Commonwealth v. Jackson
Massachusetts Appeals Court
September 29, 2011
Docket No. 10-P- 116
Assault and Battery by Means of a Dangerous Weapon, Assault and Battery, Practice, Criminal,
Duplicative Convictions, Sentence
Defendant appeals from a sentence imposed by a District Court judge claiming the
convictions were duplicative and the District Court judge erred in revising and revoking his
sentence. The lower court ruling was affirmed.
Facts
On March 29, 2009, Tiffany Pimental, a loss prevention officer at Shaw’s Supermarket in
the Porter Square area of Cambridge, watched the defendant via surveillance system place items
that were not paid for into a bag then leave the store. Ms. Pimental left her office and followed
behind the defendant. The defendant then turned around, lunged at Ms. Pimental and began to
punch her high in her body and stomach. Ms. Pimental screamed that she was pregnant and
went into a defensive position crouched on the ground. The defendant then began to kick her in
her legs between five and seven times.
Duplicative Charges
The defendant was found guilty of assault and battery by means of a dangerous weapon,
in violation of G.L.c. 265 § 15A(c) (count 1) and assault and battery, in violation of G.L.c. 265 §
13A (count 4).
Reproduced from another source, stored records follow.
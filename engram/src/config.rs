use serde::Deserialize;
use std::env;

fn parse_env_or<T: std::str::FromStr>(var: &str, default: T) -> T
where
    T::Err: std::fmt::Display,
{
    match env::var(var) {
        Ok(val) => match val.parse() {
            Ok(parsed) => parsed,
            Err(e) => {
                tracing::warn!("Invalid value '{}' for {}: {}. Using default.", val, var, e);
                default
            }
        },
        Err(_) => default,
    }
}

#[derive(Debug, Clone, Deserialize)]
pub struct Config {
    pub embeddings: EmbeddingsConfig,
    pub memory: MemoryConfig,
    pub query_cache: QueryCacheConfig,
    pub llm: Option<LlmConfig>,
}

#[derive(Debug, Clone, Deserialize)]
pub struct EmbeddingsConfig {
    pub model: String,
    pub dimensions: usize,
    pub batch_size: usize,
    pub api_key: Option<String>,
    pub base_url: Option<String>,
    pub timeout_secs: u64,
    pub max_retries: u32,
}

/// Knobs for the write-path consistency checks and the forgetting sweep.
#[derive(Debug, Clone, Deserialize)]
pub struct MemoryConfig {
    /// How many of the owner's most recent facts the lexical contradiction
    /// scan inspects per write.
    pub contradiction_scan_window: usize,
    /// Cosine similarity floor for the embedding-based contradiction pass.
    pub semantic_contradiction_threshold: f32,
    /// Expiry applied to event facts that carry no explicit time.
    pub default_event_expiry_days: i64,
    pub forgetting_check_interval_secs: u64,
}

/// Process-local query embedding cache. Advisory only: a miss is always safe
/// to recompute.
#[derive(Debug, Clone, Deserialize)]
pub struct QueryCacheConfig {
    pub capacity: usize,
    pub ttl_secs: u64,
}

/// LLM configuration for chat/completion models
#[derive(Debug, Clone, Deserialize)]
pub struct LlmConfig {
    pub model: String,
    pub api_key: Option<String>,
    pub base_url: Option<String>,
    pub timeout_secs: u64,
    pub max_retries: u32,
    // Enable LLM rerank of the top search results (opt-in)
    pub enable_rerank: bool,
    // Enable query expansion before embedding (opt-in)
    pub enable_query_expansion: bool,
}

impl Default for Config {
    fn default() -> Self {
        Self {
            embeddings: EmbeddingsConfig {
                model: env::var("EMBEDDING_MODEL")
                    .unwrap_or_else(|_| "openai/text-embedding-3-small".to_string()),
                dimensions: parse_env_or("EMBEDDING_DIMENSIONS", 1536),
                batch_size: parse_env_or("EMBEDDING_BATCH_SIZE", 64),
                api_key: env::var("EMBEDDING_API_KEY").ok(),
                base_url: env::var("EMBEDDING_BASE_URL").ok(),
                timeout_secs: parse_env_or("EMBEDDING_TIMEOUT", 30),
                max_retries: parse_env_or("EMBEDDING_MAX_RETRIES", 3),
            },
            memory: MemoryConfig {
                contradiction_scan_window: parse_env_or("CONTRADICTION_SCAN_WINDOW", 200),
                semantic_contradiction_threshold: parse_env_or(
                    "SEMANTIC_CONTRADICTION_THRESHOLD",
                    0.85,
                ),
                default_event_expiry_days: parse_env_or("DEFAULT_EVENT_EXPIRY_DAYS", 7),
                forgetting_check_interval_secs: parse_env_or("FORGETTING_CHECK_INTERVAL", 3600),
            },
            query_cache: QueryCacheConfig {
                capacity: parse_env_or("QUERY_CACHE_CAPACITY", 500),
                ttl_secs: parse_env_or("QUERY_CACHE_TTL_SECS", 300),
            },
            llm: env::var("LLM_MODEL").ok().map(|model| LlmConfig {
                model,
                api_key: env::var("LLM_API_KEY").ok(),
                base_url: env::var("LLM_BASE_URL").ok(),
                timeout_secs: parse_env_or("LLM_TIMEOUT", 30),
                max_retries: parse_env_or("LLM_MAX_RETRIES", 3),
                enable_rerank: parse_env_or("ENABLE_RERANK", false),
                enable_query_expansion: parse_env_or("ENABLE_QUERY_EXPANSION", false),
            }),
        }
    }
}

impl Config {
    pub fn from_env() -> Self {
        Self::default()
    }
}

/// Known LLM providers that use OpenAI-compatible APIs
pub const KNOWN_LLM_PROVIDERS: &[&str] = &["openai", "openrouter", "ollama", "lmstudio"];

/// Parse a model name into a (provider, model) tuple.
pub fn parse_llm_provider_model(model: &str) -> (&str, &str) {
    if let Some((prefix, rest)) = model.split_once('/') {
        let prefix_lower = prefix.to_lowercase();
        if KNOWN_LLM_PROVIDERS.contains(&prefix_lower.as_str()) {
            return (prefix, rest);
        }
    }
    // Default to treating the whole string as a local model
    ("local", model)
}
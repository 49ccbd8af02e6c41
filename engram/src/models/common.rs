use serde::{Deserialize, Serialize};
use std::collections::HashMap;

pub type Metadata = HashMap<String, serde_json::Value>;

/// Kind of fact extracted from content
#[derive(Debug, Clone, Copy, Serialize, Deserialize, PartialEq, Eq, Default)]
#[serde(rename_all = "snake_case")]
pub enum FactKind {
    /// Factual information about the user or a named third party
    #[default]
    Fact,
    /// User preference or choice
    Preference,
    /// Dated occurrence (meeting, deadline, appointment)
    Event,
}

impl std::fmt::Display for FactKind {
    fn fmt(&self, f: &mut std::fmt::Formatter<'_>) -> std::fmt::Result {
        match self {
            Self::Fact => write!(f, "fact"),
            Self::Preference => write!(f, "preference"),
            Self::Event => write!(f, "event"),
        }
    }
}

impl std::str::FromStr for FactKind {
    type Err = String;

    fn from_str(s: &str) -> Result<Self, Self::Err> {
        match s.to_lowercase().as_str() {
            "fact" => Ok(Self::Fact),
            "preference" => Ok(Self::Preference),
            "event" => Ok(Self::Event),
            _ => Err(format!("Unknown fact kind: {s}")),
        }
    }
}

#[cfg(test)]
mod tests {
    use super::*;

    #[test]
    fn test_fact_kind_default() {
        assert_eq!(FactKind::default(), FactKind::Fact);
    }

    #[test]
    fn test_fact_kind_display() {
        assert_eq!(FactKind::Fact.to_string(), "fact");
        assert_eq!(FactKind::Preference.to_string(), "preference");
        assert_eq!(FactKind::Event.to_string(), "event");
    }

    #[test]
    fn test_fact_kind_from_str() {
        assert_eq!("fact".parse::<FactKind>().unwrap(), FactKind::Fact);
        assert_eq!("FACT".parse::<FactKind>().unwrap(), FactKind::Fact);
        assert_eq!(
            "preference".parse::<FactKind>().unwrap(),
            FactKind::Preference
        );
        assert_eq!("Event".parse::<FactKind>().unwrap(), FactKind::Event);
        assert!("invalid".parse::<FactKind>().is_err());
    }

    #[test]
    fn test_fact_kind_serialization() {
        assert_eq!(serde_json::to_string(&FactKind::Fact).unwrap(), "\"fact\"");
        assert_eq!(
            serde_json::to_string(&FactKind::Preference).unwrap(),
            "\"preference\""
        );
        assert_eq!(
            serde_json::to_string(&FactKind::Event).unwrap(),
            "\"event\""
        );
    }

    #[test]
    fn test_fact_kind_deserialization() {
        let kind: FactKind = serde_json::from_str("\"event\"").unwrap();
        assert_eq!(kind, FactKind::Event);
    }
}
He defendant argued, for the first time on appeal, that his conviction for assault
and battery was duplicative of his conviction for assault and battery by means of a dangerous
weapon because the former was a lesser included offense of the latter. Because the defendant
failed to preserve the issue for appeal, the court reviewed his claim “only to determine if a
substantial risk of a miscarriage occurred.” Commonwealth v. Vick, 454 Mass. 418, 430 n.13
(2009).
The court ultimately held that the lower court judge could have found that two separate
acts occurred: the first act occurred when the defendant began punching the victim and the
second act occurred when the defendant began to kick the victim with his shoe. Commonwealth
v. Lord, 55 Mass.App.Ct. 265, 272 (2002).
Sentencing
On count 1, the defendant was sentenced to a two year prison term, with one to serve
and the balance to be suspended for a period of four years. On count 4, defendant received
a concurrent sentence of a two year prison term with one year to serve and the balance to be
suspended for four years. The sentences were to start from and after an eighteen-month sentence
that the defendant was currently serving.
Later in the afternoon following the sentencing, the probation department informed the
judge that the defendant refused to sign the conditions of probation agreement pursuant to the
sentence imposed. At a hearing held ten days later on October 16, 2009, the judge explained to
the defendant that that he imposed the probation term as a part of his sentence because he “did
not want to give up on [the defendant].” The judge further explained that he chose to give
this lesser sentence in lieu of two and a half years on each count and may instead impose this
sentence in if the defendant continues to refuse to sign the conditions of probation. After giving
the defendant an opportunity to think about it during a recess, the defendant still refused to sign
the conditions of probation. He judge subsequently vacated his original sentence sua sponte and
imposed a two and one half year sentence for count 1 and eighteen months sentence for count 4,
both to run concurrently with the sentence that the defendant was already serving.
The defendant argued that the judge’s revocation of the original sentence and imposition
of a lengthier sentence was impermissible pursuant to various case law cited stating that a
judge’s sentence should reflect careful thought and consideration and could only be revoked
within a sixty day statutory period. The issue before the court on appeal was whether the
judge’s decision to revise and revoke the sentence was based on consideration of post sentencing
conduct, which is impermissible, or on information which existed at the time of the original
sentencing but was not known to the judge, which is a permissible ground for revision and
revocation.
In accordance with Mass.R.Crim.P. 29(a), the court held that the defendant’s refusal to
sign the conditions of probation was a manifestation of his attitude at the time of sentencing.
At this time of sentencing, the judge’s understanding was that the defendant would sign the
conditions of probation form. The rejection of the judge’s sentencing structure became, in effect,
cause for revision and revocation. Under this reasoning, and in accordance with a maximum
sixty day period for revisions, the judge acted within the limits of the statutes under which the
defendant was convicted. Defendant’s argument that pursuant to Commonwealth v. Christian,
26 Mass.App.Ct. 477, 482 (1999), “a refusal of a defendant to acknowledge probation conditions
constitute[s] a violation of them and grounds for revocation,” was of poor comparison to the
case at hand because the defendant in Christian was serving a sentence consisting of probation
(no incarceration component) whereas in the instant case, the defendant’s refusal to sign the
probation component of the sentence was a refusal to adhere to the entire sentencing scheme as
contemplated by the judge.
Judgment AFFIRMED; revised sentencing upheld.